The result is a joyous transformation through music and movement that is a delight to experience, and we so enjoyed sharing with the grandparents who came to celebrate Community Day in honor of Valentine’s Day.  The program we danced consisted of two structured improvisations, enabling the dancers to explore freedom of expression, and two Duncan choreographies, the “Prelude,” and the “Tanagra Figures.” We sandwiched the learned choreographies in between the more free-form dances to encourage the girls to dance the learned movements with a sense of improvisational spontaneity.

Last week, I also had the opportunity to experience the masterful playing of pianist Emanuel Ax.  The all-Schubert program he gave last Thursday night at the Bates Recital Hall was breathtaking—or breath-giving, for he was very much in dialogue with his instrument. He played conversationally—there was a rhythm between listening and expressing, and his gentle touch provided the conduit through which the conversation flowed. I’ve never seen or heard anyone play piano with the quality of gentleness he embodied, and his ease enabled the more dynamic moments to explode without a forced willfulness.  Needless to say, I was dancing on the inside—and I must have been one of many, as the concert hall was packed. I can only imagine what it would be like to actually get to dance to his live playing. One can dream, right?
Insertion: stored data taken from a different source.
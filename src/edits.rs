//! Span-based text edits over the original module source.
//!
//! Rewriters never touch the syntax tree. They record `(start, end, text)`
//! replacements against the source the tree was parsed from, and the whole
//! list is applied once at the end. An insertion is a replacement of an empty
//! range.

use crate::error::{RewriteError, RewriteResult};

#[derive(Debug, Clone, PartialEq, Eq)]
pub struct Edit {
    pub start: u32,
    pub end: u32,
    pub text: String,
}

#[derive(Debug, Default)]
pub struct EditList {
    edits: Vec<Edit>,
}

impl EditList {
    pub fn new() -> Self {
        EditList::default()
    }

    pub fn replace(&mut self, start: u32, end: u32, text: impl Into<String>) {
        self.edits.push(Edit {
            start,
            end,
            text: text.into(),
        });
    }

    pub fn insert(&mut self, at: u32, text: impl Into<String>) {
        self.replace(at, at, text);
    }

    pub fn remove(&mut self, start: u32, end: u32) {
        self.replace(start, end, String::new());
    }

    pub fn len(&self) -> usize {
        self.edits.len()
    }

    pub fn is_empty(&self) -> bool {
        self.edits.is_empty()
    }

    /// Applies every edit to `source`.
    ///
    /// Edits are ordered by start offset; at the same offset insertions come
    /// first, in the order they were recorded.
    pub fn apply(mut self, source: &str) -> RewriteResult<String> {
        self.edits.sort_by_key(|edit| (edit.start, edit.end));

        let extra: usize = self.edits.iter().map(|edit| edit.text.len()).sum();
        let mut result = String::with_capacity(source.len() + extra);
        let mut cursor = 0u32;
        for edit in self.edits {
            if edit.start < cursor {
                return Err(RewriteError::OverlappingEdit {
                    start: edit.start,
                    end: edit.end,
                    previous_end: cursor,
                });
            }
            let (start, end) = (edit.start as usize, edit.end as usize);
            let chunk = source
                .get(cursor as usize..start)
                .ok_or_else(|| RewriteError::malformed("edit outside source bounds", edit.start))?;
            result.push_str(chunk);
            result.push_str(&edit.text);
            if end > source.len() {
                return Err(RewriteError::malformed("edit outside source bounds", edit.end));
            }
            cursor = edit.end;
        }
        result.push_str(source.get(cursor as usize..).unwrap_or_default());
        Ok(result)
    }
}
I highly value the opportunity to dance with live music, and am excited for my upcoming collaborations with Divergence Vocal Theater, so I can continue to explore the dialogue between dancers and musicians.  I am also excited to get my young dancers in a studio space, and I’ve officially booked at least one week of summer dance camp at Galaxy Dance Studios in Austin. Registration details will be up on my MB Arts website soon. In the meantime, feel free to contact me with any questions.

Monday, February 7, 2011

Tunics in the Breeze


“When we put on our tunics, we feel like magic,” said one of my dancers at the Girls’ School of Austin. “Really? I feel that way too,” was my reply.
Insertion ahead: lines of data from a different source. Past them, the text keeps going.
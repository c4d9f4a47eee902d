//! Module rewrite driver.
//!
//! One call, one module: parse, bind scopes, rewrite import and export
//! declarations (which fills the binding table), freeze the table, rewrite
//! every remaining reference, then apply the collected edits.

#[cfg(feature = "napi")]
use napi_derive::napi;
use oxc_allocator::Allocator;
use oxc_ast::ast::{Program, Statement};
use rayon::prelude::*;
use serde::{Deserialize, Serialize};

use crate::context::RewriteContext;
use crate::error::RewriteResult;
use crate::exports::{rewrite_export_all, rewrite_export_default, rewrite_export_named};
use crate::imports::rewrite_import;
use crate::options::RewriteOptions;
use crate::parse::parse_module;
use crate::renamer::ReferenceRewriter;
use crate::scope::ScopeTree;

#[derive(Debug, Clone, PartialEq, Eq, Serialize, Deserialize)]
#[serde(rename_all = "camelCase")]
#[cfg_attr(feature = "napi", napi(object))]
pub struct TransformOutput {
    pub code: String,
    /// Static import and re-export sources, first occurrence wins.
    pub dependencies: Vec<String>,
    /// String-literal `import()` targets.
    pub dynamic_dependencies: Vec<String>,
    pub exports: Vec<String>,
}

#[derive(Debug, Clone, Serialize, Deserialize)]
pub struct ModuleSource {
    pub filename: String,
    pub code: String,
}

/// Per-module outcome of a batch run; exactly one side is set.
#[derive(Debug, Clone, Serialize, Deserialize)]
#[serde(rename_all = "camelCase")]
pub struct BatchEntry {
    pub filename: String,
    #[serde(skip_serializing_if = "Option::is_none")]
    pub output: Option<TransformOutput>,
    #[serde(skip_serializing_if = "Option::is_none")]
    pub error: Option<BatchError>,
}

#[derive(Debug, Clone, Serialize, Deserialize)]
pub struct BatchError {
    pub code: String,
    pub message: String,
    pub guarantee: String,
}

/// Imports first, then exports, each in source order. Alias numbering
/// follows the same order.
fn rewrite_declarations(program: &Program<'_>, ctx: &mut RewriteContext<'_>) -> RewriteResult<()> {
    for stmt in &program.body {
        if let Statement::ImportDeclaration(decl) = stmt {
            rewrite_import(decl, ctx)?;
        }
    }
    for stmt in &program.body {
        match stmt {
            Statement::ExportNamedDeclaration(decl) => rewrite_export_named(decl, ctx)?,
            Statement::ExportDefaultDeclaration(decl) => rewrite_export_default(decl, ctx)?,
            Statement::ExportAllDeclaration(decl) => rewrite_export_all(decl, ctx)?,
            _ => {}
        }
    }
    Ok(())
}

pub fn transform_module(
    code: &str,
    filename: &str,
    options: &RewriteOptions,
) -> RewriteResult<TransformOutput> {
    let span = tracing::debug_span!("transform_module", filename = %filename);
    let _enter = span.enter();

    let allocator = Allocator::default();
    let program = parse_module(&allocator, code, filename)?;
    let scopes = ScopeTree::build(&program);

    let mut ctx = RewriteContext::new(code, options);
    rewrite_declarations(&program, &mut ctx)?;
    ctx.bindings.freeze();

    let rewritten = ReferenceRewriter::new(&mut ctx, &scopes).run(&program)?;
    tracing::debug!(
        target: "esm_rewrite",
        bindings = ctx.bindings.len(),
        scopes = scopes.len(),
        references = rewritten,
        edits = ctx.edits.len(),
        "module rewritten"
    );

    let dependencies = std::mem::take(&mut ctx.dependencies);
    let dynamic_dependencies = std::mem::take(&mut ctx.dynamic_dependencies);
    let exports = std::mem::take(&mut ctx.exports);
    let code = ctx.finish()?;

    Ok(TransformOutput {
        code,
        dependencies,
        dynamic_dependencies,
        exports,
    })
}

/// Rewrites independent modules in parallel. Results keep input order and
/// one failing module does not affect the others.
pub fn transform_modules(
    modules: &[ModuleSource],
    options: &RewriteOptions,
) -> Vec<RewriteResult<TransformOutput>> {
    modules
        .par_iter()
        .map(|module| transform_module(&module.code, &module.filename, options))
        .collect()
}

pub fn transform_batch(modules: &[ModuleSource], options: &RewriteOptions) -> Vec<BatchEntry> {
    let results = transform_modules(modules, options);
    modules
        .iter()
        .zip(results)
        .map(|(module, result)| match result {
            Ok(output) => BatchEntry {
                filename: module.filename.clone(),
                output: Some(output),
                error: None,
            },
            Err(err) => {
                tracing::warn!(
                    target: "esm_rewrite",
                    filename = %module.filename,
                    code = err.code(),
                    "module rewrite failed: {}",
                    err
                );
                BatchEntry {
                    filename: module.filename.clone(),
                    output: None,
                    error: Some(BatchError {
                        code: err.code().to_string(),
                        message: err.to_string(),
                        guarantee: err.guarantee().to_string(),
                    }),
                }
            }
        })
        .collect()
}

#[cfg(feature = "napi")]
fn to_napi_error(err: crate::error::RewriteError) -> napi::Error {
    napi::Error::from_reason(format!("[{}] {}", err.code(), err))
}

#[cfg(feature = "napi")]
#[napi]
pub fn transform_esm_native(
    code: String,
    filename: String,
    options_json: Option<String>,
) -> napi::Result<TransformOutput> {
    let options = RewriteOptions::from_optional_json(options_json.as_deref()).map_err(to_napi_error)?;
    transform_module(&code, &filename, &options).map_err(to_napi_error)
}

#[cfg(feature = "napi")]
#[napi]
pub fn transform_esm_batch_native(
    modules_json: String,
    options_json: Option<String>,
) -> napi::Result<String> {
    let modules: Vec<ModuleSource> = serde_json::from_str(&modules_json)
        .map_err(|e| napi::Error::from_reason(format!("Modules parse error: {}", e)))?;
    let options = RewriteOptions::from_optional_json(options_json.as_deref()).map_err(to_napi_error)?;
    let entries = transform_batch(&modules, &options);
    serde_json::to_string(&entries)
        .map_err(|e| napi::Error::from_reason(format!("Serialize error: {}", e)))
}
I’ll never forget my first tunic. Dark purple silk, eggplant, and slightly heavy. I was taking a series of Saturday classes through the Isadora Duncan Dance Foundation in New York, predominantly taught by Cherlyn Smith. I bought the silk somewhere in Chelsea. I seem to remember getting a good deal on it, as it was the last of a bolt, and I sat in a coffee shop before class, one day, stitching together the two rectangles of cloth at the shoulders and side seams. I even had enough fabric left to drape over a couple of upended crates in my Inwood apartment.

Tunics in the Breeze!
The first time I danced in my tunic, something clicked. Was it the flow of the fabric? The sense that the silk provides an extra beat, a movement in response to the music, the visible echo of the ebb and flow of breath—and not just the dancer’s cycle of inhale and exhale, but the breath of motion, of life, of breezes that caress the earth? Or was it simply the magic that my young dancers have decided is just part of putting on a tunic?

It is true that Duncan removed her corset—that she danced full of breath and unconstrained by external constriction of her ribs and organs. That she brought a literal, physical freedom to female bodies, as well as freedom of expression, both artistically and socially. These are historic facts—interesting to consider and requiring imaginative effort from our twenty-first century sensibilities.

And yet, the power of the tunic is not limited to these turn-of-the-twentieth century historic conditions. The magic my young dancers feel is not a response to Victorian era restrictions. It is something else. A sense of possibility, of potential—that exploration of the inner creative landscape might yield wonders beyond the limited vision of our rational intellects. That movement, and breath, and music are tools for exploring this unmapped terrain. And, maybe, tunics heighten our perceptual senses just enough to realize the mysterious potential of this magical realm.